Michela Marzano in “La realtà confusa con la fiction…”, su La Stampa, dopo aver ricostruito i fatti si pone queste domande: < (…)  Perché nessuno di loro è intervenuto? Perché il primo impulso è stato quello di filmare l’aggressione invece che bloccare l’assassino? Cosa avrei fatto io se mi fossi trovata a Civitanova Marche? Sarei intervenuta? Avrei urlato? Avrei chiamato aiuto oppure anch’io mi sarei limitata ad accendere la videocamera del mio smartphone? Che cosa scatta quando si assiste ad atti di violenza estrema? Si prova pena oppure si resta indifferenti? (…) >. Termina così < E se è vero che il coraggio non lo si compra un tanto al chilo, è anche vero che il fatto che tanta gente possa assistere a un omicidio con un cellulare in mano non può lasciare nessuno del tutto indifferente: in che tipo di mondo vogliamo che crescano i nostri figli?>per leggere l’articolo aprire l’allegato.

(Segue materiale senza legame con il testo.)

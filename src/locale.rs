//! Locale bundle encoding, decoding, and fallback resolution.
//!
//! Source definitions carry display text as locale-keyed mappings
//! (`{en: "Frigate", ja: "フリゲート"}`). The store keeps each of these as a
//! single opaque JSON string; this module is the only place that serializes
//! or deserializes that payload.
//!
//! ## Fallback
//!
//! Rendering always produces a value for every supported locale. Each locale
//! is resolved independently:
//! 1. the locale's own entry, if present;
//! 2. else the default locale's entry (`en`), if present;
//! 3. else the empty string.
//!
//! The supported set and its order are fixed — table columns and detail rows
//! across the whole generated site follow [`Locale::ALL`].

use std::collections::BTreeMap;
use thiserror::Error;

#[derive(Error, Debug)]
#[error("unparseable locale bundle {payload:?}: {source}")]
pub struct DecodeError {
    payload: String,
    source: serde_json::Error,
}

/// The supported locales, in rendering order.
#[derive(Debug, Clone, Copy, PartialEq, Eq)]
pub enum Locale {
    En,
    Ja,
    Ru,
    De,
    Fr,
    Zh,
}

impl Locale {
    /// Every supported locale, in the order tables and detail views use.
    pub const ALL: [Locale; 6] = [
        Locale::En,
        Locale::Ja,
        Locale::Ru,
        Locale::De,
        Locale::Fr,
        Locale::Zh,
    ];

    /// Fallback source when a locale has no entry of its own.
    pub const DEFAULT: Locale = Locale::En;

    /// Key used inside serialized bundles.
    pub fn code(self) -> &'static str {
        match self {
            Locale::En => "en",
            Locale::Ja => "ja",
            Locale::Ru => "ru",
            Locale::De => "de",
            Locale::Fr => "fr",
            Locale::Zh => "zh",
        }
    }

    /// Column caption in rendered tables.
    pub fn label(self) -> &'static str {
        match self {
            Locale::En => "English",
            Locale::Ja => "Japanese",
            Locale::Ru => "Russian",
            Locale::De => "German",
            Locale::Fr => "French",
            Locale::Zh => "Chinese",
        }
    }
}

/// A bundle resolved against every supported locale.
///
/// Holds one text per entry of [`Locale::ALL`], in that order, with the
/// fallback rule already applied.
#[derive(Debug, Clone, PartialEq, Eq)]
pub struct Localized {
    texts: [String; 6],
}

impl Localized {
    /// Resolved text for one locale.
    pub fn get(&self, locale: Locale) -> &str {
        &self.texts[locale as usize]
    }

    /// Resolved text for the first supported locale — used as page titles
    /// and link labels (the site's editorial language).
    pub fn primary(&self) -> &str {
        self.get(Locale::ALL[0])
    }
}

/// Serialize a locale bundle to its stored form.
///
/// The empty bundle encodes to `{}`, which is what the importer stores for
/// absent source fields.
pub fn encode(bundle: &BTreeMap<String, String>) -> Result<String, serde_json::Error> {
    serde_json::to_string(bundle)
}

/// Decode a stored payload and resolve every supported locale.
///
/// A payload that is not a JSON object of strings is fatal for the record —
/// the error propagates, nothing is substituted.
pub fn decode(serialized: &str) -> Result<Localized, DecodeError> {
    let raw: BTreeMap<String, String> =
        serde_json::from_str(serialized).map_err(|source| DecodeError {
            payload: serialized.to_string(),
            source,
        })?;

    let fallback = raw.get(Locale::DEFAULT.code());
    let texts = Locale::ALL.map(|locale| {
        raw.get(locale.code())
            .or(fallback)
            .cloned()
            .unwrap_or_default()
    });
    Ok(Localized { texts })
}

#[cfg(test)]
mod tests {
    use super::*;

    fn bundle(entries: &[(&str, &str)]) -> String {
        let map: BTreeMap<String, String> = entries
            .iter()
            .map(|(k, v)| (k.to_string(), v.to_string()))
            .collect();
        encode(&map).unwrap()
    }

    #[test]
    fn locale_order_is_fixed() {
        let codes: Vec<&str> = Locale::ALL.iter().map(|l| l.code()).collect();
        assert_eq!(codes, vec!["en", "ja", "ru", "de", "fr", "zh"]);
    }

    #[test]
    fn exact_locale_wins_over_fallback() {
        let resolved = decode(&bundle(&[("en", "Frigate"), ("ja", "フリゲート")])).unwrap();
        assert_eq!(resolved.get(Locale::Ja), "フリゲート");
        assert_eq!(resolved.get(Locale::En), "Frigate");
    }

    #[test]
    fn missing_locales_fall_back_to_default() {
        let resolved = decode(&bundle(&[("en", "Ship")])).unwrap();
        for locale in Locale::ALL {
            assert_eq!(resolved.get(locale), "Ship", "locale {}", locale.code());
        }
    }

    #[test]
    fn missing_default_leaves_other_locales_empty() {
        // No fallback target exists; each locale resolves on its own.
        let resolved = decode(&bundle(&[("ja", "フリゲート")])).unwrap();
        assert_eq!(resolved.get(Locale::Ja), "フリゲート");
        for locale in Locale::ALL {
            if locale != Locale::Ja {
                assert_eq!(resolved.get(locale), "", "locale {}", locale.code());
            }
        }
    }

    #[test]
    fn empty_bundle_resolves_all_empty() {
        let resolved = decode("{}").unwrap();
        for locale in Locale::ALL {
            assert_eq!(resolved.get(locale), "");
        }
    }

    #[test]
    fn empty_map_encodes_to_empty_object() {
        assert_eq!(encode(&BTreeMap::new()).unwrap(), "{}");
    }

    #[test]
    fn unparseable_payload_is_fatal() {
        assert!(decode("not json").is_err());
        assert!(decode("").is_err());
    }

    #[test]
    fn primary_is_the_first_supported_locale() {
        let resolved = decode(&bundle(&[("en", "Rifter"), ("ru", "Рифтер")])).unwrap();
        assert_eq!(resolved.primary(), "Rifter");
    }
}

Gianni Riotta in “Alika, il nostro Floyd” su la Repubblica, scrive. < Intervenire, con coraggio tempestivo, a contrasto di un atto di violenza è difficile. Educazione, timidezza, senso di protezione per noi stessi o per chi è con noi frenano davanti a un aggressore, intento a far male. I commenti deprecano poi, non senza ragioni, l’inerzia dei passanti vicini a episodi criminali, ma l’animo del Buon Samaritano, che Willy Monteiro (ndr – il giovane massacrato dai fratelli Bianchi condannati all’ergastolo) aveva, è raro. Malgrado il rischio minimo, nessuno lo fa, e prima di scuotere la testa, ciascuno di noi deve chiedersi in coscienza “E io? L’avrei fatto io?”. Dalla dinamica dell’azione è evidente che, distolto dal raptus razzista, Filippo Ferlazzo – che ora i difensori indicano come “invalido”, provando a rifugiarsi in tribunale nell’infermità mentale – si poteva fermare nella ferocia contro un uomo che le testimonianze giurano mai pericoloso. (…) >  Vedi allegato

“Omicidio Alika: il vero colpevole è la viltà”: Una società pavida, senza coraggio, intrappolata nella paura e dall’atavico consiglio di “farsi i fatti propri”. La radice dell’omicidio di Alika Ogorchukwu, il trentanovenne nigeriano ucciso a Civitanova Marche, è racchiuso in questo assunto. (…) Così inizia di Menandro su   https://www.laportadivetro.org/omicidio-ogorchukwu-il-verocolpevole-e-la-vilta/

Michele Serra inizia la sua Amaca “Aspettando il pettirosso” con questa riflessione < Il mendicante ammazzato di botte da un energumeno non è un segno dei nuovi tempi. Al contrario, è segno che il nostro tempo ristagna, e tutto ciò che ristagna si guasta e marcisce. Negli anni Ottanta i due teenager nazisti di Verona che si facevano chiamare Ludwig bruciavano vivi i senzatetto e i drogati, una maniera spiccia per arianizzare il mondo. “Gli incendiarono il letto sulla strada di Trento, riuscì a salvarsi dalla sua barba un pettirosso da combattimento”, così la raccontò De André nella sua terribile “Domenica delle salme” (1990), ripreso da Maurizio Maggiani nel suo bel romanzo “Il coraggio del pettirosso”(…) e conclude con “Ma non abbiamo bisogno di eroi, abbiamo bisogno di pettirossi. Non di retorica, ma di mani forti che sappiano disarmare>. Vedi allegati Serra e Maggiani

In quanti hanno assistito all’omicidio? Per trovare una risposta la più possibile aderente all’accaduto di Civitanova Marche serve certamente la testimonianza di chi ha filmato l’assassinio e poi ha chiamato e fatto arrestare l’omicida. (vedi allegato). Nell’intervista, rilasciata a La Repubblica, Mariano M. – che lavora all’ufficio dogane di Civitanova, è emigrato 15 anni fa da Caserta – afferma < Basta, smettetela di dire che nessuno è intervenuto per salvare Alika, smettetela di accusarci di indifferenza, io c’ero mentre quell’energumeno uccideva Alika, ho provato a fermarlo, non ci sono riuscito, ho dato un calcio alla stampella, però ho chiamato la polizia e l’ho fatto arrestare>. Prosegue con molti dettagli e precisa che <Eravamo in quattro, così ho ricostruito anche dal video: una signora anziana, una ragazza, un uomo anch’egli d’età con il cane e io. Come avremmo potuto fermare quell’uomo? Per questo rifiuto le accuse di razzismo e di indifferenza>.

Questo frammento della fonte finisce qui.